The most significant items contributing to the difference between the statutory U.S. federal corporate tax rate of 21.0% and the Company's effective tax rate for the six months ended April 1, 2022 were a net tax benefit of $12.6 million from the change in valuation allowances for previously valued foreign tax credits and India’s minimum alternate tax credit and a tax benefit of $4.9 million related to filing amended state returns, partly offset by U.S. state income tax expense of $8.9 million and U.S. tax on foreign earnings of $4.0 million.
The amount of income taxes the Company pays is subject to ongoing audits by tax jurisdictions around the world. In the normal course of business, the Company is subject to examination by tax authorities throughout the world, including such major jurisdictions as Australia, Canada, India, the Netherlands, the United Kingdom and the United States.
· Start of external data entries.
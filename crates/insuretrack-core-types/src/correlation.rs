//! Correlation ids for command-level log grouping
//!
//! Each CLI invocation runs under a `RequestContext`; its ids are attached to
//! a span wrapping the command so the start/end events and any automatic
//! backup of one invocation can be grouped.

use serde::{Deserialize, Serialize};
use uuid::Uuid;

/// Identifier for a single command invocation
#[derive(Debug, Clone, PartialEq, Eq, Hash, Serialize, Deserialize)]
pub struct RequestId(String);

impl RequestId {
    /// Generate a fresh time-ordered id (UUIDv7)
    pub fn new() -> Self {
        Self(Uuid::now_v7().to_string())
    }

    pub fn as_str(&self) -> &str {
        &self.0
    }

    pub fn from_string(s: String) -> Self {
        Self(s)
    }
}

impl Default for RequestId {
    fn default() -> Self {
        Self::new()
    }
}

impl std::fmt::Display for RequestId {
    fn fmt(&self, f: &mut std::fmt::Formatter<'_>) -> std::fmt::Result {
        f.write_str(&self.0)
    }
}

/// Identifier shared by a chain of commands (e.g. a mutation and the
/// automatic backup it triggers)
#[derive(Debug, Clone, PartialEq, Eq, Hash, Serialize, Deserialize)]
pub struct TraceId(String);

impl TraceId {
    pub fn new() -> Self {
        Self(Uuid::now_v7().to_string())
    }

    pub fn as_str(&self) -> &str {
        &self.0
    }
}

impl Default for TraceId {
    fn default() -> Self {
        Self::new()
    }
}

impl std::fmt::Display for TraceId {
    fn fmt(&self, f: &mut std::fmt::Formatter<'_>) -> std::fmt::Result {
        f.write_str(&self.0)
    }
}

/// Correlation context carried into every engine command
#[derive(Debug, Clone)]
pub struct RequestContext {
    pub request_id: RequestId,
    pub trace_id: TraceId,
}

impl RequestContext {
    pub fn new() -> Self {
        Self {
            request_id: RequestId::new(),
            trace_id: TraceId::new(),
        }
    }

    /// Start a child request that keeps this context's trace
    pub fn child(&self) -> Self {
        Self {
            request_id: RequestId::new(),
            trace_id: self.trace_id.clone(),
        }
    }
}

impl Default for RequestContext {
    fn default() -> Self {
        Self::new()
    }
}

#[cfg(test)]
mod tests {
    use super::*;

    #[test]
    fn test_request_ids_are_unique() {
        let a = RequestId::new();
        let b = RequestId::new();
        assert_ne!(a, b);
        assert!(!a.as_str().is_empty());
        assert_eq!(a.to_string(), a.as_str());
    }

    #[test]
    fn test_child_context_keeps_trace() {
        let parent = RequestContext::new();
        let child = parent.child();
        assert_eq!(parent.trace_id, child.trace_id);
        assert_ne!(parent.request_id, child.request_id);
    }

    #[test]
    fn test_request_id_serde() {
        let id = RequestId::from_string("req-1".to_string());
        let json = serde_json::to_string(&id).unwrap();
        assert_eq!(json, "\"req-1\"");
        let back: RequestId = serde_json::from_str(&json).unwrap();
        assert_eq!(back, id);
    }
}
Our estimate of the potential outcome of any uncertain tax issue is subject to our assessment of the relevant risks, facts, and circumstances existing at the time. The Company believes that it has adequately provided for reasonably foreseeable outcomes related to these matters. However, future results may include favorable or unfavorable adjustments to our estimated tax liabilities in the period the assessments are made or resolved, which may impact our effective tax rate.
Segment Financial Information
The following table provides selected financial information for our operating segments and includes a reconciliation of segment operating profit to total U.S. GAAP operating profit from continuing operations by including certain corporate-level expenses, Restructuring and other charges and transaction and integration costs (in thousands).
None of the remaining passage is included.